- _Task brief_
Line by line, copy the records below exactly.

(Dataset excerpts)
● ● ●
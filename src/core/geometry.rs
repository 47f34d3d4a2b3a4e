//! # Geometry
//!
//! Screen rectangles and travel directions. Coordinates are whatever unit
//! the host renders in (pixels on a TV, cells in a terminal); the engine
//! only compares them with each other.

/// Axis-aligned rectangle in host coordinates.
#[derive(Debug, Clone, Copy, PartialEq, Eq, Default)]
pub struct Bounds {
    pub x: i32,
    pub y: i32,
    pub w: i32,
    pub h: i32,
}

impl Bounds {
    pub fn new(x: i32, y: i32, w: i32, h: i32) -> Self {
        Self { x, y, w, h }
    }

    // Edges are i64 so rectangles near the i32 limits never overflow.

    pub fn left(&self) -> i64 {
        self.x as i64
    }

    pub fn top(&self) -> i64 {
        self.y as i64
    }

    pub fn right(&self) -> i64 {
        self.x as i64 + self.w as i64
    }

    pub fn bottom(&self) -> i64 {
        self.y as i64 + self.h as i64
    }

    /// Horizontal centre, in half-units so odd widths stay exact.
    pub fn center_x2(&self) -> i64 {
        2 * self.x as i64 + self.w as i64
    }

    /// Vertical centre, in half-units.
    pub fn center_y2(&self) -> i64 {
        2 * self.y as i64 + self.h as i64
    }

    pub fn center(&self) -> (f64, f64) {
        (self.center_x2() as f64 / 2.0, self.center_y2() as f64 / 2.0)
    }

    pub fn is_empty(&self) -> bool {
        self.w <= 0 || self.h <= 0
    }
}

/// One of the four D-pad directions.
#[derive(Debug, Clone, Copy, PartialEq, Eq, Hash)]
pub enum Direction {
    Up,
    Down,
    Left,
    Right,
}

impl Direction {
    pub fn is_horizontal(&self) -> bool {
        matches!(self, Direction::Left | Direction::Right)
    }

    pub fn is_vertical(&self) -> bool {
        !self.is_horizontal()
    }

    pub fn opposite(&self) -> Direction {
        match self {
            Direction::Up => Direction::Down,
            Direction::Down => Direction::Up,
            Direction::Left => Direction::Right,
            Direction::Right => Direction::Left,
        }
    }

    /// True if `candidate` lies on this side of `from`, measured against
    /// `from`'s centre line.
    pub fn admits(&self, from: &Bounds, candidate: &Bounds) -> bool {
        match self {
            Direction::Right => 2 * candidate.left() >= from.center_x2(),
            Direction::Left => 2 * candidate.right() <= from.center_x2(),
            Direction::Down => 2 * candidate.top() >= from.center_y2(),
            Direction::Up => 2 * candidate.bottom() <= from.center_y2(),
        }
    }

    /// Edge gap from `from` to `candidate` along the direction of travel.
    /// Overlapping rectangles count as zero.
    pub fn primary_gap(&self, from: &Bounds, candidate: &Bounds) -> f64 {
        let gap = match self {
            Direction::Right => candidate.left() - from.right(),
            Direction::Left => from.left() - candidate.right(),
            Direction::Down => candidate.top() - from.bottom(),
            Direction::Up => from.top() - candidate.bottom(),
        };
        gap.max(0) as f64
    }

    /// Centre misalignment on the axis perpendicular to travel.
    pub fn secondary_offset(&self, from: &Bounds, candidate: &Bounds) -> f64 {
        let delta2 = if self.is_horizontal() {
            candidate.center_y2() - from.center_y2()
        } else {
            candidate.center_x2() - from.center_x2()
        };
        delta2.abs() as f64 / 2.0
    }
}

#[cfg(test)]
mod tests {
    use super::*;

    #[test]
    fn test_bounds_edges() {
        let b = Bounds::new(10, 20, 100, 50);
        assert_eq!(b.right(), 110);
        assert_eq!(b.bottom(), 70);
        assert_eq!(b.center(), (60.0, 45.0));
        assert!(!b.is_empty());
        assert!(Bounds::new(0, 0, 0, 10).is_empty());
    }

    #[test]
    fn test_extreme_coordinates_do_not_overflow() {
        let far_right = Bounds::new(i32::MAX - 50, 0, 100, 100);
        let far_left = Bounds::new(i32::MIN, 0, 100, 100);
        assert_eq!(far_right.right(), i32::MAX as i64 + 50);

        let expected = (i32::MAX as i64 - 50) - (i32::MIN as i64 + 100);
        assert!(Direction::Left.admits(&far_right, &far_left));
        assert_eq!(Direction::Left.primary_gap(&far_right, &far_left), expected as f64);
        assert!(Direction::Right.admits(&far_left, &far_right));
        assert_eq!(Direction::Right.primary_gap(&far_left, &far_right), expected as f64);

        let low = Bounds::new(0, i32::MAX, 10, i32::MAX);
        assert_eq!(low.bottom(), 2 * i32::MAX as i64);
        assert!(Direction::Down.admits(&Bounds::new(0, i32::MIN, 10, 10), &low));
        assert!(Direction::Up.primary_gap(&low, &Bounds::new(0, i32::MIN, 10, 10)) > 0.0);
    }

    #[test]
    fn test_odd_width_center_is_exact() {
        let b = Bounds::new(0, 0, 3, 5);
        assert_eq!(b.center(), (1.5, 2.5));
    }

    #[test]
    fn test_admits_right_uses_center_line() {
        let from = Bounds::new(0, 0, 100, 100);
        // Left edge exactly on the centre line still counts
        assert!(Direction::Right.admits(&from, &Bounds::new(50, 0, 100, 100)));
        assert!(!Direction::Right.admits(&from, &Bounds::new(49, 0, 100, 100)));
        assert!(!Direction::Right.admits(&from, &Bounds::new(-200, 0, 100, 100)));
    }

    #[test]
    fn test_admits_each_side() {
        let from = Bounds::new(100, 100, 100, 100);
        let above = Bounds::new(100, 0, 100, 100);
        let below = Bounds::new(100, 200, 100, 100);
        let left = Bounds::new(0, 100, 100, 100);
        let right = Bounds::new(200, 100, 100, 100);

        assert!(Direction::Up.admits(&from, &above));
        assert!(!Direction::Up.admits(&from, &below));
        assert!(Direction::Down.admits(&from, &below));
        assert!(!Direction::Down.admits(&from, &above));
        assert!(Direction::Left.admits(&from, &left));
        assert!(!Direction::Left.admits(&from, &right));
        assert!(Direction::Right.admits(&from, &right));
        assert!(!Direction::Right.admits(&from, &left));
    }

    #[test]
    fn test_gap_and_offset() {
        let from = Bounds::new(0, 0, 100, 100);
        let cand = Bounds::new(200, 30, 100, 100);
        assert_eq!(Direction::Right.primary_gap(&from, &cand), 100.0);
        assert_eq!(Direction::Right.secondary_offset(&from, &cand), 30.0);

        // Overlap clamps to zero
        let overlapping = Bounds::new(60, 0, 100, 100);
        assert_eq!(Direction::Right.primary_gap(&from, &overlapping), 0.0);
    }

    #[test]
    fn test_opposite() {
        assert_eq!(Direction::Up.opposite(), Direction::Down);
        assert_eq!(Direction::Left.opposite(), Direction::Right);
        assert!(Direction::Left.is_horizontal());
        assert!(Direction::Down.is_vertical());
    }
}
● ● ●
- _Answer to this exercise_
filename src/core/geometry.rs
repository 47f34d3d4a2b3a4e
//! # Geometry
//!
//! Screen rectangles and travel directions. Coordinates are whatever unit
//! the host renders in (pixels on a TV, cells in a terminal); the engine
//! only compares them with each other.

/// Axis-aligned rectangle in host coordinates.
#[derive(Debug, Clone, Copy, PartialEq, Eq, Default)]
pub struct Bounds {
    pub x: i32,
    pub y: i32,
    pub w: i32,
    pub h: i32,
}

impl Bounds {
    pub fn new(x: i32, y: i32, w: i32, h: i32) -> Self {
        Self { x, y, w, h }
    }

    // Edges are i64 so rectangles near the i32 limits never overflow.

    pub fn left(&self) -> i64 {
        self.x as i64
    }

    pub fn top(&self) -> i64 {
        self.y as i64
    }

    pub fn right(&self) -> i64 {
        self.x as i64 + self.w as i64
    }

    pub fn bottom(&self) -> i64 {
        self.y as i64 + self.h as i64
    }

    /// Horizontal centre, in half-units so odd widths stay exact.
    pub fn center_x2(&self) -> i64 {
        2 * self.x as i64 + self.w as i64
    }

    /// Vertical centre, in half-units.
    pub fn center_y2(&self) -> i64 {
        2 * self.y as i64 + self.h as i64
    }

    pub fn center(&self) -> (f64, f64) {
        (self.center_x2() as f64 / 2.0, self.center_y2() as f64 / 2.0)
    }

    pub fn is_empty(&self) -> bool {
        self.w <= 0 || self.h <= 0
    }
}

/// One of the four D-pad directions.
#[derive(Debug, Clone, Copy, PartialEq, Eq, Hash)]
pub enum Direction {
    Up,
    Down,
    Left,
    Right,
}

impl Direction {
    pub fn is_horizontal(&self) -> bool {
        matches!(self, Direction::Left | Direction::Right)
    }

    pub fn is_vertical(&self) -> bool {
        !self.is_horizontal()
    }

    pub fn opposite(&self) -> Direction {
        match self {
            Direction::Up => Direction::Down,
            Direction::Down => Direction::Up,
            Direction::Left => Direction::Right,
            Direction::Right => Direction::Left,
        }
    }

    /// True if `candidate` lies on this side of `from`, measured against
    /// `from`'s centre line.
    pub fn admits(&self, from: &Bounds, candidate: &Bounds) -> bool {
        match self {
            Direction::Right => 2 * candidate.left() >= from.center_x2(),
            Direction::Left => 2 * candidate.right() <= from.center_x2(),
            Direction::Down => 2 * candidate.top() >= from.center_y2(),
            Direction::Up => 2 * candidate.bottom() <= from.center_y2(),
        }
    }

    /// Edge gap from `from` to `candidate` along the direction of travel.
    /// Overlapping rectangles count as zero.
    pub fn primary_gap(&self, from: &Bounds, candidate: &Bounds) -> f64 {
        let gap = match self {
            Direction::Right => candidate.left() - from.right(),
            Direction::Left => from.left() - candidate.right(),
            Direction::Down => candidate.top() - from.bottom(),
            Direction::Up => from.top() - candidate.bottom(),
        };
        gap.max(0) as f64
    }

    /// Centre misalignment on the axis perpendicular to travel.
    pub fn secondary_offset(&self, from: &Bounds, candidate: &Bounds) -> f64 {
        let delta2 = if self.is_horizontal() {
            candidate.center_y2() - from.center_y2()
        } else {
            candidate.center_x2() - from.center_x2()
        };
        delta2.abs() as f64 / 2.0
    }
}

#[cfg(test)]
mod tests {
    use super::*;

    #[test]
    fn test_bounds_edges() {
        let b = Bounds::new(10, 20, 100, 50);
        assert_eq!(b.right(), 110);
        assert_eq!(b.bottom(), 70);
        assert_eq!(b.center(), (60.0, 45.0));
        assert!(!b.is_empty());
        assert!(Bounds::new(0, 0, 0, 10).is_empty());
    }

    #[test]
    fn test_extreme_coordinates_do_not_overflow() {
        let far_right = Bounds::new(i32::MAX - 50, 0, 100, 100);
        let far_left = Bounds::new(i32::MIN, 0, 100, 100);
        assert_eq!(far_right.right(), i32::MAX as i64 + 50);

        let expected = (i32::MAX as i64 - 50) - (i32::MIN as i64 + 100);
        assert!(Direction::Left.admits(&far_right, &far_left));
        assert_eq!(Direction::Left.primary_gap(&far_right, &far_left), expected as f64);
        assert!(Direction::Right.admits(&far_left, &far_right));
        assert_eq!(Direction::Right.primary_gap(&far_left, &far_right), expected as f64);

        let low = Bounds::new(0, i32::MAX, 10, i32::MAX);
        assert_eq!(low.bottom(), 2 * i32::MAX as i64);
        assert!(Direction::Down.admits(&Bounds::new(0, i32::MIN, 10, 10), &low));
        assert!(Direction::Up.primary_gap(&low, &Bounds::new(0, i32::MIN, 10, 10)) > 0.0);
    }

    #[test]
    fn test_odd_width_center_is_exact() {
        let b = Bounds::new(0, 0, 3, 5);
        assert_eq!(b.center(), (1.5, 2.5));
    }

    #[test]
    fn test_admits_right_uses_center_line() {
        let from = Bounds::new(0, 0, 100, 100);
        // Left edge exactly on the centre line still counts
        assert!(Direction::Right.admits(&from, &Bounds::new(50, 0, 100, 100)));
        assert!(!Direction::Right.admits(&from, &Bounds::new(49, 0, 100, 100)));
        assert!(!Direction::Right.admits(&from, &Bounds::new(-200, 0, 100, 100)));
    }

    #[test]
    fn test_admits_each_side() {
        let from = Bounds::new(100, 100, 100, 100);
        let above = Bounds::new(100, 0, 100, 100);
        let below = Bounds::new(100, 200, 100, 100);
        let left = Bounds::new(0, 100, 100, 100);
        let right = Bounds::new(200, 100, 100, 100);

        assert!(Direction::Up.admits(&from, &above));
        assert!(!Direction::Up.admits(&from, &below));
        assert!(Direction::Down.admits(&from, &below));
        assert!(!Direction::Down.admits(&from, &above));
        assert!(Direction::Left.admits(&from, &left));
        assert!(!Direction::Left.admits(&from, &right));
        assert!(Direction::Right.admits(&from, &right));
        assert!(!Direction::Right.admits(&from, &left));
    }

    #[test]
    fn test_gap_and_offset() {
        let from = Bounds::new(0, 0, 100, 100);
        let cand = Bounds::new(200, 30, 100, 100);
        assert_eq!(Direction::Right.primary_gap(&from, &cand), 100.0);
        assert_eq!(Direction::Right.secondary_offset(&from, &cand), 30.0);

        // Overlap clamps to zero
        let overlapping = Bounds::new(60, 0, 100, 100);
        assert_eq!(Direction::Right.primary_gap(&from, &overlapping), 0.0);
    }

    #[test]
    fn test_opposite() {
        assert_eq!(Direction::Up.opposite(), Direction::Down);
        assert_eq!(Direction::Left.opposite(), Direction::Right);
        assert!(Direction::Left.is_horizontal());
        assert!(Direction::Down.is_vertical());
    }
}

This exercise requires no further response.